The sound of it filled the air.
Our moans and pleas and the greed of our bodies as my hips slammed against hers.
It rose with each thrust. Driving us higher. Into that existence that had only ever belonged to us. One I’d been a fool to think we hadn’t been destined for.
“Pax,” she gasped.
I could feel the pleasure gather around her. A rising tide that swelled in the distance. As distinct as mine, which prowled up and down my spine.
“Do you have any idea what you do to me, Aria? The way it feels to have this sweet body hugging my cock? Let go. Let me feel you come around me.”
The moment I said it, I could feel her split. The splintering of bliss that spiraled through the middle of her, the clutch of her body as she rode me, taking me with her.
Pleasure cracked. Bursting through the fracture that opened up between us. Bright lights flashing as rapture streaked through our bodies.
Glimmering as it raced beneath our flesh.
And I wasn’t so sure that we remained here, on this plane. Wasn’t so sure that we weren’t elevated beyond it. Above it.
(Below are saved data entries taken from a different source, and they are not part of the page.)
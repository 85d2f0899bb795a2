//! Per-user balances. Every mutation holds the account's map slot for its whole
//! read-modify-write.

use dashmap::mapref::one::RefMut;
use dashmap::DashMap;
use serde::{Deserialize, Serialize};
use tracing::debug;

use crate::error::{EngineError, EngineResult};

#[derive(Debug, Clone, Copy, Default, Serialize, Deserialize, PartialEq, Eq)]
pub struct Account {
    pub balance: u64,
    pub cumulative_winnings: u64,
}

impl Account {
    pub fn with_balance(balance: u64) -> Self {
        Self {
            balance,
            cumulative_winnings: 0,
        }
    }
}

pub struct Ledger {
    accounts: DashMap<String, Account>,
    starting_balance: u64,
}

impl Ledger {
    pub fn new(starting_balance: u64) -> Self {
        Self {
            accounts: DashMap::new(),
            starting_balance,
        }
    }

    // Lookup-or-create under the shard lock; concurrent first access sees one record.
    fn slot(&self, user: &str) -> RefMut<'_, String, Account> {
        if let Some(account) = self.accounts.get_mut(user) {
            return account;
        }
        self.accounts.entry(user.to_string()).or_insert_with(|| {
            debug!(user, balance = self.starting_balance, "opened account");
            Account::with_balance(self.starting_balance)
        })
    }

    /// Opens `user` with an explicit balance. Returns false if the account already existed.
    pub fn open(&self, user: &str, balance: u64) -> bool {
        let mut created = false;
        self.accounts.entry(user.to_string()).or_insert_with(|| {
            created = true;
            Account::with_balance(balance)
        });
        created
    }

    /// Withdraws `amount` if the balance covers it. Returns the account after the debit.
    pub fn debit(&self, user: &str, amount: u64) -> EngineResult<Account> {
        let mut account = self.slot(user);
        if account.balance < amount {
            return Err(EngineError::InsufficientFunds {
                needed: amount,
                available: account.balance,
            });
        }
        account.balance -= amount;
        Ok(*account)
    }

    /// Pays out winnings: raises both the balance and the running winnings total.
    pub fn credit(&self, user: &str, amount: u64) -> Account {
        let mut account = self.slot(user);
        account.balance = account.balance.saturating_add(amount);
        account.cumulative_winnings = account.cumulative_winnings.saturating_add(amount);
        *account
    }

    /// Operator top-up. Winnings are untouched.
    pub fn grant(&self, user: &str, amount: u64) -> Account {
        let mut account = self.slot(user);
        account.balance = account.balance.saturating_add(amount);
        *account
    }

    /// Reads an account. Unseen users read as a fresh account, and none is opened.
    pub fn peek(&self, user: &str) -> Account {
        self.accounts
            .get(user)
            .map(|account| *account)
            .unwrap_or_else(|| Account::with_balance(self.starting_balance))
    }

    /// Snapshot of every account, sorted by user id.
    pub fn accounts(&self) -> Vec<(String, Account)> {
        let mut all: Vec<(String, Account)> = self
            .accounts
            .iter()
            .map(|entry| (entry.key().clone(), *entry.value()))
            .collect();
        all.sort_by(|a, b| a.0.cmp(&b.0));
        all
    }

    pub fn len(&self) -> usize {
        self.accounts.len()
    }

    pub fn is_empty(&self) -> bool {
        self.accounts.is_empty()
    }
}

#[cfg(test)]
mod tests {
    use super::*;

    #[test]
    fn test_lazy_open_with_default() {
        let ledger = Ledger::new(1000);
        assert_eq!(ledger.peek("alice"), Account::with_balance(1000));
        assert!(ledger.is_empty());
        assert_eq!(ledger.debit("alice", 100), Ok(Account::with_balance(900)));
        assert_eq!(ledger.len(), 1);
    }

    #[test]
    fn test_debit_exact_and_short() {
        let ledger = Ledger::new(100);
        assert_eq!(ledger.debit("bob", 100), Ok(Account::with_balance(0)));
        assert_eq!(
            ledger.debit("bob", 1),
            Err(EngineError::InsufficientFunds {
                needed: 1,
                available: 0
            })
        );
        assert_eq!(ledger.peek("bob").balance, 0);
    }

    #[test]
    fn test_credit_tracks_winnings_grant_does_not() {
        let ledger = Ledger::new(0);
        let after = ledger.credit("carol", 500);
        assert_eq!(after.balance, 500);
        assert_eq!(after.cumulative_winnings, 500);
        let after = ledger.grant("carol", 1000);
        assert_eq!(after.balance, 1500);
        assert_eq!(after.cumulative_winnings, 500);
    }

    #[test]
    fn test_open_is_noop_for_existing() {
        let ledger = Ledger::new(1000);
        assert!(ledger.open("Player2", 500));
        assert!(!ledger.open("Player2", 9999));
        assert_eq!(ledger.peek("Player2").balance, 500);
    }

    #[test]
    fn test_accounts_sorted() {
        let ledger = Ledger::new(10);
        ledger.open("zed", 1);
        ledger.open("amy", 2);
        let names: Vec<String> = ledger.accounts().into_iter().map(|(n, _)| n).collect();
        assert_eq!(names, vec!["amy".to_string(), "zed".to_string()]);
    }
}
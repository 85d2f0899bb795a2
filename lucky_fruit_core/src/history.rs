use std::collections::VecDeque;

use serde::{Deserialize, Serialize};

use crate::symbols::Outcome;

pub const DEFAULT_HISTORY_CAPACITY: usize = 8;

#[derive(Debug, Clone, Copy, Serialize, Deserialize, PartialEq, Eq)]
pub struct HistoryEntry {
    pub round: u64,
    pub outcome: Outcome,
}

/// Most-recent-first ring of past rounds.
#[derive(Debug, Clone)]
pub struct History {
    entries: VecDeque<HistoryEntry>,
    capacity: usize,
}

impl History {
    pub fn new(capacity: usize) -> Self {
        Self {
            entries: VecDeque::with_capacity(capacity),
            capacity,
        }
    }

    pub fn push(&mut self, entry: HistoryEntry) {
        if self.capacity == 0 {
            return;
        }
        if self.entries.len() == self.capacity {
            self.entries.pop_back();
        }
        self.entries.push_front(entry);
    }

    pub fn snapshot(&self) -> Vec<HistoryEntry> {
        self.entries.iter().copied().collect()
    }

    pub fn len(&self) -> usize {
        self.entries.len()
    }

    pub fn is_empty(&self) -> bool {
        self.entries.is_empty()
    }
}

impl Default for History {
    fn default() -> Self {
        Self::new(DEFAULT_HISTORY_CAPACITY)
    }
}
Tossed to a place far beyond the reaches of reality.
To a place where there was joy and hope and a love unending.
I kept her hovered there, the two of us soaring for the longest time, before she finally sank down in my arms and sagged against me.
Both of us panted and shook.
With a heavy exhale, I pulled her closer and let my fingers flutter through her mussed hair as I buried my face in the side of her neck.
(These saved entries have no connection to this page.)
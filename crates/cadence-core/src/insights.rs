//! Extraction of short textual insights from a narrative block.

/// Maximum number of insights returned by any extraction rule.
const MAX_BULLETS: usize = 5;
const MAX_HEADINGS: usize = 3;
const MAX_SENTENCES: usize = 3;

/// Minimum length for a sentence to qualify under the fallback rule.
const MIN_SENTENCE_LEN: usize = 20;

/// Pulls a small set of short insights out of a narrative block.
///
/// Rules are tried in order and the first that yields at least one result
/// wins:
///
/// 1. bullet lines (`-`, `•`, or `*`), up to 5, markers stripped;
/// 2. markdown headings (1-3 leading `#`), up to 3;
/// 3. sentences longer than 20 characters, up to 3.
///
/// Empty input, or text that matches none of the rules, yields an empty
/// vector; callers must handle that (the expansion treats an all-empty
/// result set as "nothing to expand" rather than dividing by zero).
pub fn extract_insights(text: &str) -> Vec<String> {
    let bullets: Vec<String> = text
        .lines()
        .map(str::trim)
        .filter_map(strip_bullet_marker)
        .take(MAX_BULLETS)
        .collect();
    if !bullets.is_empty() {
        return bullets;
    }

    let headings: Vec<String> = text
        .lines()
        .map(str::trim)
        .filter_map(strip_heading_marker)
        .take(MAX_HEADINGS)
        .collect();
    if !headings.is_empty() {
        return headings;
    }

    text.split(['.', '!', '?'])
        .map(str::trim)
        .filter(|sentence| sentence.chars().count() > MIN_SENTENCE_LEN)
        .take(MAX_SENTENCES)
        .map(String::from)
        .collect()
}

/// Strips a leading bullet marker; returns None for non-bullet lines and
/// for bullets whose content is empty.
fn strip_bullet_marker(line: &str) -> Option<String> {
    let rest = line
        .strip_prefix('-')
        .or_else(|| line.strip_prefix('•'))
        .or_else(|| line.strip_prefix('*'))?;
    let content = rest.trim();
    (!content.is_empty()).then(|| content.to_string())
}

/// Strips 1-3 leading `#` characters; four or more is not a heading.
fn strip_heading_marker(line: &str) -> Option<String> {
    let hashes = line.chars().take_while(|&c| c == '#').count();
    if !(1..=3).contains(&hashes) {
        return None;
    }
    let content = line[hashes..].trim();
    (!content.is_empty()).then(|| content.to_string())
}
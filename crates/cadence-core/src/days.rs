//! Pure day-assignment operations over a week's task list.

use std::collections::BTreeMap;

use serde::{Deserialize, Serialize};

use crate::error::{CadenceError, Result};
use crate::models::{TaskId, WeeklyTask};

/// Completion counters for progress indicators.
#[derive(Debug, Clone, Copy, Serialize, Deserialize, PartialEq, Eq, Default)]
pub struct CompletionStats {
    /// Number of completed tasks
    pub completed: usize,

    /// Total number of tasks
    pub total: usize,
}

/// Groups tasks by their assigned day (1 = Monday .. 7 = Sunday).
///
/// Input order is preserved within each day. Tasks without a day
/// assignment are not part of the map; callers list those separately.
pub fn group_by_day(tasks: &[WeeklyTask]) -> BTreeMap<u8, Vec<WeeklyTask>> {
    let mut by_day: BTreeMap<u8, Vec<WeeklyTask>> = BTreeMap::new();
    for task in tasks {
        if let Some(day) = task.day_of_week {
            by_day.entry(day).or_default().push(task.clone());
        }
    }
    by_day
}

/// Tasks that have no day assignment yet, in input order.
pub fn unassigned(tasks: &[WeeklyTask]) -> Vec<WeeklyTask> {
    tasks
        .iter()
        .filter(|t| t.day_of_week.is_none())
        .cloned()
        .collect()
}

/// Returns a new list with the matching task's day changed.
///
/// Fails closed on a day outside 1..=7 rather than clamping or silently
/// corrupting the assignment. An unknown `task_id` is a no-op: the
/// returned list is equivalent to the input.
pub fn move_to_day(tasks: &[WeeklyTask], task_id: &TaskId, new_day: u8) -> Result<Vec<WeeklyTask>> {
    if !(1..=7).contains(&new_day) {
        return Err(CadenceError::invalid_input(
            "day",
            format!("Day must be between 1 (Monday) and 7 (Sunday), got {new_day}"),
        ));
    }

    Ok(tasks
        .iter()
        .map(|task| {
            if task.id.as_ref() == Some(task_id) {
                let mut moved = task.clone();
                moved.day_of_week = Some(new_day);
                moved
            } else {
                task.clone()
            }
        })
        .collect())
}

/// Completion counters over a task list.
pub fn completion_stats(tasks: &[WeeklyTask]) -> CompletionStats {
    CompletionStats {
        completed: tasks.iter().filter(|t| t.is_completed).count(),
        total: tasks.len(),
    }
}

#[cfg(test)]
mod tests {
    use super::*;
    use crate::models::{Priority, TaskType};

    fn task(id: &str, day: Option<u8>, completed: bool) -> WeeklyTask {
        WeeklyTask {
            id: Some(id.to_string()),
            week_number: 7,
            day_of_week: day,
            title: format!("task {id}"),
            description: String::new(),
            priority: Priority::Medium,
            estimated_hours: 1.5,
            is_completed: completed,
            task_type: TaskType::Action,
        }
    }

    #[test]
    fn test_group_by_day_preserves_input_order() {
        let tasks = vec![
            task("a", Some(1), false),
            task("b", Some(3), false),
            task("c", Some(1), false),
            task("d", None, false),
        ];
        let grouped = group_by_day(&tasks);

        let monday: Vec<&str> = grouped[&1].iter().map(|t| t.id.as_deref().unwrap()).collect();
        assert_eq!(monday, vec!["a", "c"]);
        assert_eq!(grouped[&3].len(), 1);
        assert!(!grouped.contains_key(&7));

        let floating = unassigned(&tasks);
        assert_eq!(floating.len(), 1);
        assert_eq!(floating[0].id.as_deref(), Some("d"));
    }

    #[test]
    fn test_move_to_day() {
        let tasks = vec![task("a", Some(1), false), task("b", Some(2), false)];
        let moved = move_to_day(&tasks, &"b".to_string(), 5).unwrap();
        assert_eq!(moved[0].day_of_week, Some(1));
        assert_eq!(moved[1].day_of_week, Some(5));
    }

    #[test]
    fn test_move_to_day_missing_id_is_noop() {
        let tasks = vec![task("a", Some(1), false)];
        let moved = move_to_day(&tasks, &"missing-id".to_string(), 3).unwrap();
        assert_eq!(moved, tasks);
    }

    #[test]
    fn test_move_to_day_rejects_invalid_day() {
        let tasks = vec![task("a", Some(1), false)];
        for bad_day in [0u8, 8, 42] {
            let err = move_to_day(&tasks, &"a".to_string(), bad_day).unwrap_err();
            assert!(matches!(err, CadenceError::InvalidInput { .. }));
        }
    }

    #[test]
    fn test_completion_stats() {
        let tasks = vec![
            task("a", None, true),
            task("b", None, false),
            task("c", Some(2), true),
        ];
        let stats = completion_stats(&tasks);
        assert_eq!(stats, CompletionStats { completed: 2, total: 3 });

        assert_eq!(completion_stats(&[]), CompletionStats::default());
    }
}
Holding on to her as I tried to process the magnitude of what being with her meant.
“Aria.” It was almost a question.
“I see it now,” she murmured, so low, still clinging to me. “We are stronger together, Pax. A force. Just like we are in Faydor.”
Chapter Twenty
Aria
“It was a lie.” I paced the small motel room from one end to the other. I’d dressed in a pair of sweats and a long tee, my feet covered in socks and my hair wet from the shower Pax and I had shared.
Beneath that hot spray of water, an understanding had swamped us.
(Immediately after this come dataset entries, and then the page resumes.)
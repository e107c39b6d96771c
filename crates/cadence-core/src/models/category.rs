//! Keyword-based classification of plan section titles.

use std::str::FromStr;

use serde::{Deserialize, Serialize};

/// Category assigned to a plan section based on its title.
///
/// Classification is a total function: titles that match no keyword fall
/// through to [`SectionCategory::Other`] rather than being rejected. The
/// keyword table accepts both English and Russian titles since plan content
/// arrives in either language.
#[derive(Debug, Clone, Copy, Serialize, Deserialize, PartialEq, Eq, Default)]
#[serde(rename_all = "lowercase")]
pub enum SectionCategory {
    /// Executive summary / resume sections
    Summary,

    /// Target audience and customer analysis
    Audience,

    /// Product or service description
    Product,

    /// Marketing and promotion channels
    Marketing,

    /// Competitor analysis
    Competitors,

    /// Budgets and financial planning
    Finance,

    /// Goals and strategy
    Goals,

    /// Anything that matched no keyword
    #[default]
    Other,
}

/// Keyword table, matched case-insensitively as substrings of the title.
const KEYWORD_TABLE: &[(&str, SectionCategory)] = &[
    ("резюме", SectionCategory::Summary),
    ("summary", SectionCategory::Summary),
    ("аудитор", SectionCategory::Audience),
    ("клиент", SectionCategory::Audience),
    ("audience", SectionCategory::Audience),
    ("customer", SectionCategory::Audience),
    ("продукт", SectionCategory::Product),
    ("услуг", SectionCategory::Product),
    ("product", SectionCategory::Product),
    ("service", SectionCategory::Product),
    ("маркетинг", SectionCategory::Marketing),
    ("продвижени", SectionCategory::Marketing),
    ("marketing", SectionCategory::Marketing),
    ("promotion", SectionCategory::Marketing),
    ("конкурент", SectionCategory::Competitors),
    ("competitor", SectionCategory::Competitors),
    ("финанс", SectionCategory::Finance),
    ("бюджет", SectionCategory::Finance),
    ("finance", SectionCategory::Finance),
    ("budget", SectionCategory::Finance),
    ("цел", SectionCategory::Goals),
    ("стратеги", SectionCategory::Goals),
    ("goal", SectionCategory::Goals),
    ("strateg", SectionCategory::Goals),
];

impl SectionCategory {
    /// Classifies a section title. First matching keyword wins.
    pub fn from_title(title: &str) -> Self {
        let lowered = title.to_lowercase();
        KEYWORD_TABLE
            .iter()
            .find(|(keyword, _)| lowered.contains(keyword))
            .map(|(_, category)| *category)
            .unwrap_or(SectionCategory::Other)
    }

    /// Convert to database string representation.
    pub fn as_str(&self) -> &'static str {
        match self {
            SectionCategory::Summary => "summary",
            SectionCategory::Audience => "audience",
            SectionCategory::Product => "product",
            SectionCategory::Marketing => "marketing",
            SectionCategory::Competitors => "competitors",
            SectionCategory::Finance => "finance",
            SectionCategory::Goals => "goals",
            SectionCategory::Other => "other",
        }
    }
}

impl FromStr for SectionCategory {
    type Err = String;

    fn from_str(s: &str) -> Result<Self, Self::Err> {
        match s.to_lowercase().as_str() {
            "summary" => Ok(SectionCategory::Summary),
            "audience" => Ok(SectionCategory::Audience),
            "product" => Ok(SectionCategory::Product),
            "marketing" => Ok(SectionCategory::Marketing),
            "competitors" => Ok(SectionCategory::Competitors),
            "finance" => Ok(SectionCategory::Finance),
            "goals" => Ok(SectionCategory::Goals),
            "other" => Ok(SectionCategory::Other),
            _ => Err(format!("Invalid section category: {s}")),
        }
    }
}

#[cfg(test)]
mod tests {
    use super::*;

    #[test]
    fn test_russian_titles() {
        assert_eq!(
            SectionCategory::from_title("Резюме"),
            SectionCategory::Summary
        );
        assert_eq!(
            SectionCategory::from_title("Целевая аудитория"),
            SectionCategory::Audience
        );
        assert_eq!(
            SectionCategory::from_title("Анализ конкурентов"),
            SectionCategory::Competitors
        );
    }

    #[test]
    fn test_english_titles() {
        assert_eq!(
            SectionCategory::from_title("Marketing channels"),
            SectionCategory::Marketing
        );
        assert_eq!(
            SectionCategory::from_title("Budget overview"),
            SectionCategory::Finance
        );
        assert_eq!(
            SectionCategory::from_title("Goals for the year"),
            SectionCategory::Goals
        );
    }

    #[test]
    fn test_unmatched_title_falls_through_to_other() {
        assert_eq!(
            SectionCategory::from_title("Appendix B"),
            SectionCategory::Other
        );
        assert_eq!(SectionCategory::from_title(""), SectionCategory::Other);
    }

    #[test]
    fn test_first_match_wins() {
        // Contains both "summary" and "goal"; table order prefers summary.
        assert_eq!(
            SectionCategory::from_title("Summary of goals"),
            SectionCategory::Summary
        );
    }
}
But in it, there were so many questions.
“You think Valeen lied about wanting to keep us separated?” Pax asked as he ran a flustered hand through his damp white hair. He sat on the end of the bed, dressed only in jeans, his elbows propped on his thighs. There was no challenge to the question. He simply wanted to know if that was what I believed. “Misled us?”
“No. I think Ambrose bred that lie. I think it was passed through Abigail’s Laven family. Her demise was blamed on her and Ambrose coming together during the day, and I think it’s how the legend that Nols would turn against each other if they made contact outside of the otherworld came to be.”
“Except it didn’t have anything to do with them coming together. It was just that Ambrose was wicked through and through,” Pax surmised.
“Yes.” My brow pinched. “Do you think it’s true of all Laven families? That Ambrose somehow spread this lie to keep them apart?Or do you think we’re a part of Abigail’s family? That we’re the only ones who’ve been misguided?”